DESCRIPTION
External job description
Amazon Music is an immersive audio entertainment service that deepens connections between fans, artists, and creators. From personalized music playlists to exclusive podcasts, concert livestreams to artist merch, Amazon Music is innovating at some of the most exciting intersections of music and culture. We offer experiences that serve all listeners with our different tiers of service: Prime members get access to all the music in shuffle mode, and top ad-free podcasts, included with their membership; customers can upgrade to Amazon Music Unlimited for unlimited, on-demand access to 100 million songs, including millions in HD, Ultra HD, and spatial audio; and anyone can listen for free by downloading the Amazon Music app or via Alexa-enabled devices. Join us for the opportunity to influence how Amazon Music engages fans, artists, and creators on a global scale.
If you love the challenges that come with big data then this role is for you. We collect billions of events a day, manage petabyte scale data on Redshift and S3, and develop data pipelines using Spark/Scala EMR, SQL based ETL, and Java services.
You are a talented, enthusiastic, and detail-oriented Data Engineer, Data Science, Business Intelligence, or Software Development who knows how to take on big data challenges in an agile way. Duties include big data design and analysis, data modeling, and development, deployment, and operations of big data pipelines. You will also help hire, mentor, and develop peers in the the Music Data Experience team including Data Scientists, Data Engineers, and Software Engineers. You’ll help build Amazon Music’s most important data pipelines and data sets, and expand self-service data knowledge and capabilities through an Amazon Music data university.

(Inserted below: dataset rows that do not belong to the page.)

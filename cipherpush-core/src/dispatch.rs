//! Broadcast fan-out.
//!
//! A broadcast validates the request, resolves its targets, then runs one
//! spawned task per device that encrypts the payload with that device's own
//! credentials, pushes it upstream and appends a delivery log entry. Device
//! outcomes are independent of each other; the caller waits for all of them.

use crate::config::DispatchConfig;
use crate::crypto::cipher::encrypt_string;
use crate::models::{Device, NoticeLog, NoticeRequest, NoticeResult, NoticeSummary};
use crate::storage::CredentialStore;
use crate::upstream::PushGateway;
use crate::PushError;
use serde::Serialize;
use std::collections::HashSet;
use std::sync::{Arc, Mutex, PoisonError};
use thiserror::Error;
use tokio::sync::Semaphore;
use tokio::task::JoinHandle;
use tracing::{debug, info, info_span, warn, Instrument};
use uuid::Uuid;

/// Successful broadcast: aggregate counts plus one result per target.
#[derive(Debug, Clone, Serialize)]
pub struct BroadcastReport {
    pub summary: NoticeSummary,
    pub results: Vec<NoticeResult>,
}

/// Aborted broadcast, with whatever lookup results were already produced.
#[derive(Debug, Error)]
#[error("{error}")]
pub struct BroadcastFailure {
    pub error: PushError,
    pub results: Vec<NoticeResult>,
}

impl BroadcastFailure {
    fn bare(error: PushError) -> Self {
        Self {
            error,
            results: Vec::new(),
        }
    }
}

/// Plaintext handed to the cipher. Field order is fixed so every device
/// receives the same serialized bytes.
#[derive(Serialize)]
struct NoticePayload<'a> {
    body: &'a str,
    group: &'a str,
    #[serde(skip_serializing_if = "str::is_empty")]
    icon: &'a str,
    #[serde(skip_serializing_if = "str::is_empty")]
    image: &'a str,
    subtitle: &'a str,
    title: &'a str,
    url: &'a str,
}

/// Blank optional fields are left out of the payload entirely.
fn unless_blank(value: &str) -> &str {
    if value.trim().is_empty() {
        ""
    } else {
        value
    }
}

impl<'a> From<&'a NoticeRequest> for NoticePayload<'a> {
    fn from(req: &'a NoticeRequest) -> Self {
        Self {
            body: &req.body,
            group: &req.group,
            icon: unless_blank(&req.icon),
            image: unless_blank(&req.image),
            subtitle: &req.subtitle,
            title: &req.title,
            url: &req.url,
        }
    }
}

#[derive(Default)]
struct Tally {
    results: Vec<NoticeResult>,
    success: usize,
}

pub struct DispatchEngine {
    store: Arc<dyn CredentialStore>,
    gateway: Option<Arc<dyn PushGateway>>,
    limiter: Option<Arc<Semaphore>>,
}

impl DispatchEngine {
    pub fn new(
        store: Arc<dyn CredentialStore>,
        gateway: Option<Arc<dyn PushGateway>>,
        config: &DispatchConfig,
    ) -> Self {
        let limiter = match config.max_in_flight {
            0 => None,
            n => Some(Arc::new(Semaphore::new(n))),
        };
        Self {
            store,
            gateway,
            limiter,
        }
    }

    /// Deliver one notice to its targets.
    ///
    /// Validation and target resolution errors abort before any encryption
    /// or network work. Per-device failures only show up in that device's
    /// result. Dropping the returned future does not cancel the spawned
    /// per-device tasks; they still finish and write their logs.
    pub async fn broadcast(
        &self,
        request: NoticeRequest,
    ) -> Result<BroadcastReport, BroadcastFailure> {
        let span = info_span!("broadcast", id = %Uuid::new_v4());
        self.run(request).instrument(span).await
    }

    async fn run(&self, request: NoticeRequest) -> Result<BroadcastReport, BroadcastFailure> {
        if request.body.trim().is_empty() {
            return Err(BroadcastFailure::bare(PushError::Validation(
                "body is required".to_string(),
            )));
        }
        let gateway = self
            .gateway
            .clone()
            .ok_or_else(|| BroadcastFailure::bare(PushError::UpstreamUnavailable))?;

        let (targets, lookup_failures) = self.resolve_targets(&request)?;
        if targets.is_empty() {
            return Err(BroadcastFailure {
                error: PushError::NoTargetsResolved,
                results: lookup_failures,
            });
        }

        let payload = serde_json::to_string(&NoticePayload::from(&request))
            .map_err(|e| BroadcastFailure::bare(PushError::Validation(e.to_string())))?;
        let payload = Arc::new(payload);
        let request = Arc::new(request);
        let send_num = targets.len();

        let tally = Arc::new(Mutex::new(Tally {
            results: lookup_failures,
            success: 0,
        }));

        let mut handles: Vec<(String, JoinHandle<()>)> = Vec::with_capacity(send_num);
        for device in targets {
            let key = device.device_key.clone();
            let unit = DeliveryUnit {
                store: Arc::clone(&self.store),
                gateway: Arc::clone(&gateway),
                limiter: self.limiter.clone(),
                payload: Arc::clone(&payload),
                request: Arc::clone(&request),
            };
            let tally = Arc::clone(&tally);
            let handle = tokio::spawn(
                async move {
                    let result = unit.deliver(device).await;
                    let mut guard = tally.lock().unwrap_or_else(PoisonError::into_inner);
                    if result.is_success() {
                        guard.success += 1;
                    }
                    guard.results.push(result);
                }
                .in_current_span(),
            );
            handles.push((key, handle));
        }

        for (key, handle) in handles {
            if let Err(e) = handle.await {
                warn!(device_key = %key, error = %e, "Delivery task aborted");
                let mut guard = tally.lock().unwrap_or_else(PoisonError::into_inner);
                guard
                    .results
                    .push(NoticeResult::failed(key, format!("delivery task failed: {}", e)));
            }
        }

        let Tally { results, success } =
            std::mem::take(&mut *tally.lock().unwrap_or_else(PoisonError::into_inner));
        let summary = NoticeSummary {
            send_num,
            success_num: success,
        };
        info!(
            send_num = summary.send_num,
            success_num = summary.success_num,
            "Broadcast finished"
        );

        Ok(BroadcastReport { summary, results })
    }

    /// Explicit keys are looked up one by one (deduplicated, order kept) and
    /// may name stopped devices. Without keys, every active device is a target.
    fn resolve_targets(
        &self,
        request: &NoticeRequest,
    ) -> Result<(Vec<Device>, Vec<NoticeResult>), BroadcastFailure> {
        if request.device_keys.is_empty() {
            let devices = self
                .store
                .list_active_devices()
                .map_err(|e| BroadcastFailure::bare(e.into()))?;
            return Ok((devices, Vec::new()));
        }

        let mut seen = HashSet::new();
        let mut devices = Vec::new();
        let mut failures = Vec::new();
        for key in &request.device_keys {
            let key = key.trim();
            if !seen.insert(key) {
                continue;
            }
            match self.store.get_device_by_key(key) {
                Ok(device) => devices.push(device),
                Err(e) => {
                    debug!(device_key = %key, error = %e, "Target lookup failed");
                    failures.push(NoticeResult::failed(key, e.to_string()));
                }
            }
        }
        Ok((devices, failures))
    }
}

/// Everything one per-device task needs, owned so the task is `'static`.
struct DeliveryUnit {
    store: Arc<dyn CredentialStore>,
    gateway: Arc<dyn PushGateway>,
    limiter: Option<Arc<Semaphore>>,
    payload: Arc<String>,
    request: Arc<NoticeRequest>,
}

impl DeliveryUnit {
    async fn deliver(self, device: Device) -> NoticeResult {
        let result = {
            // The semaphore is never closed, so acquisition only fails if
            // it is dropped; run unbounded in that case.
            let _permit = match &self.limiter {
                Some(limiter) => Arc::clone(limiter).acquire_owned().await.ok(),
                None => None,
            };
            self.attempt(&device).await
        };

        if !result.is_success() {
            warn!(
                device_key = %device.device_key,
                reason = result.message.as_deref().unwrap_or_default(),
                "Delivery failed"
            );
        }

        let entry = NoticeLog::new(
            &device.device_key,
            self.gateway.device_endpoint(&device.device_key),
            &self.request,
            result.status,
            result.message.clone().unwrap_or_default(),
        );
        if let Err(e) = self.store.append_log(entry) {
            warn!(device_key = %device.device_key, error = %e, "Failed to append delivery log");
        }

        result
    }

    async fn attempt(&self, device: &Device) -> NoticeResult {
        let key = device.device_key.as_str();
        if key.is_empty() {
            return NoticeResult::failed(key, "device has no delivery key");
        }

        let ciphertext = match encrypt_string(&self.payload, &device.secret, &device.iv) {
            Ok(ct) => ct,
            Err(e) => return NoticeResult::failed(key, e.to_string()),
        };

        debug!(device_key = %key, "Pushing encrypted notice");
        match self.gateway.push(key, &ciphertext, &device.iv).await {
            Ok(resp) if resp.is_success() => {
                NoticeResult::success(key, Some(resp.message).filter(|m| !m.is_empty()))
            }
            Ok(resp) => NoticeResult::failed(key, resp.message),
            Err(e) => NoticeResult::failed(key, e.to_string()),
        }
    }
}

This role requires you to live at the cross section of data and engineering. You have a deep understanding of data, analytical techniques, and how to connect insights to the business, and you have practical experience in insisting on highest standards on operations in ETL and big data pipelines. With our Amazon Music Unlimited and Prime Music services, and our top music provider spot on the Alexa platform, providing high quality, high availability data to our internal customers is critical to our customer experiences.
Music Data Experience team develops data specifically for a set of key business domains like personalization and marketing and provides and protects a robust self-service core data experience for all internal customers. We deal in AWS technologies like Redshift, S3, EMR, EC2, DynamoDB, Kinesis Firehose, and Lambda. In 2020 your team will migrate Amazon Music’s information model and data pipelines to a data exchange store (Data Lake) and EMR/Spark processing layer. You’ll build our data university and partner with Product, Marketing, BI, and ML teams to build new behavioral events, pipelines, datasets, models, and reporting to support their initiatives. You’ll also continue to develop big data pipelines.
Key job responsibilities
Build Data Platform and Data Lake solutions
Build Data Engineering tools
Build real time and micro batch data pipelines
About the team
The Music Data eXperience (MDX) team is responsible for the definition, design, production, and quality of foundational datasets consumed by the whole org, data management tools, and the self-service data lake and warehouse platforms on which these datasets are published, stored, shared, and consumed for analytics and science modeling. MDX is split into two sub teams *PARAM* (Platform Architecture Research and AutoMation) and *IDEA* (Intelligence, Data Engineering & Analytics). Data Platform (PARAM) team owns the self-service data lake Data EXchange Store (DEX) and Data Warehouse platforms, builds tools and frameworks for efficient data management, and owns the orchestration and configuration platform for data pipelines. Data Engineering (IDEA) Team owns the foundational data model and datasets, the Spark and Datanet ETL jobs and business logic to build them, away team support for datasets, org wide launch support (when required), the Executive Daily Summary (EDS), and future batch dataset data quality frameworks.
BASIC QUALIFICATIONS
– 1+ years of data engineering experience
– Experience with SQL
– Experience with data modeling, warehousing and building ETL pipelines
– Experience with one or more query language (e.g., SQL, PL/SQL, DDL, MDX, HiveQL, SparkSQL, Scala)
– Experience with one or more scripting language (e.g., Python, KornShell)
PREFERRED QUALIFICATIONS
– Experience with big data technologies such as: Hadoop, Hive, Spark, EMR
– Experience with any ETL tool like, Informatica, ODI, SSIS, BODI, Datastage, etc.